Lat. mollis, soft, Hom., etc.; m. neios a
fresh-ploughed fallow, Il.; m. leimôn a
soft grassy meadow, Od.; m. pareiai Soph.; sômata Xen.: –adv., kathizou
malakôs sit softly, i. e. on a cushion, Ar.
II.
of things not subject to touch, soft,
gentle, thanatos, hupnos Hom.; malakôs heudein to sleep softly, Od.; malaka epea, m. logoi soft, fair words, Hom.; m. blemma tender, youthful looks, Ar.; light, mild, zêmia Thuc.
III.
in bad sense, of persons, soft, yielding,
remiss, id=Thuc., Xen.: –adv., malakôterôs anthêpteto attacked him somewhat feebly, Thuc.: –also faint-hearted, effeminate, cowardly,
id=Thuc., Xen.; malakon ouden endidonai not to give in from want of spirit, not to flag a whit, Hdt., Ar.
amalos
[From Root !mal, malakos, with a_euphon.]
soft, weak, feeble, Hom., Eur.
238.26 “a /
cura / della / moglie / del / poeta, / che / ha / tratto / poesie”: It.

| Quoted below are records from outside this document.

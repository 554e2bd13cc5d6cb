use thiserror::Error;

pub type Result<T> = std::result::Result<T, Error>;

#[derive(Debug, Error)]
pub enum Error {
    #[error("key not found")]
    NotFound,

    #[error("key already exists")]
    DuplicateKey,

    #[error("encoded {what} is {size} bytes, limit is {limit}")]
    EncodingTooLarge {
        what: &'static str,
        size: usize,
        limit: usize,
    },

    #[error("invalid value encoding")]
    InvalidEncoding,

    #[error("incompatible database file: {0}")]
    IncompatibleFile(&'static str),

    #[error("page size cannot hold a tree node of three maximum-size entries")]
    ConfigTooTight,

    #[error("write-ahead log is corrupt")]
    CorruptWal,

    #[error("database file is already locked by another handle")]
    AlreadyOpen,

    #[error("handle is poisoned by an earlier failure")]
    Poisoned,

    #[error("I/O error: {0}")]
    Io(#[from] std::io::Error),
}

impl Error {
    // Pager and WAL failures latch the handle; logical errors do not.
    pub(crate) fn poisons(&self) -> bool {
        matches!(
            self,
            Error::Io(_) | Error::InvalidEncoding | Error::CorruptWal
        )
    }
}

edited by the poet’s wife, who has drawn from the poetry (or as LZ suggests:
who has picked poetry from). This refers to a note in an Italian anthology
edited by Carlo Izzo, Poesia Americana
del ‘900 (Parma, Italy: Ugo Guanda, 1963), which includes translations of
four short poems and mentions that CZ made a small selection of LZ’s poems for 16 Once Published (Edinburgh: The Wild
Hawthorn P, 1962).
Finally a Valentine
9 Feb. 1963
When this poem was published as a valentine card
by the Piccolo Press dated Jan. 1965, LZ included a note: “’my last short poem for a long time’ this
finally a valentine will close or now closes my collected short poems to be
called ALL.” Although written well before J.F. Kennedy’s
assassination on 22 Nov. 1963, this poem was first published in the volume, Of Poetry and Power, poems occasioned by the
Presidency and by the Death of John F. Kennedy (NY: Basic Books, 1964).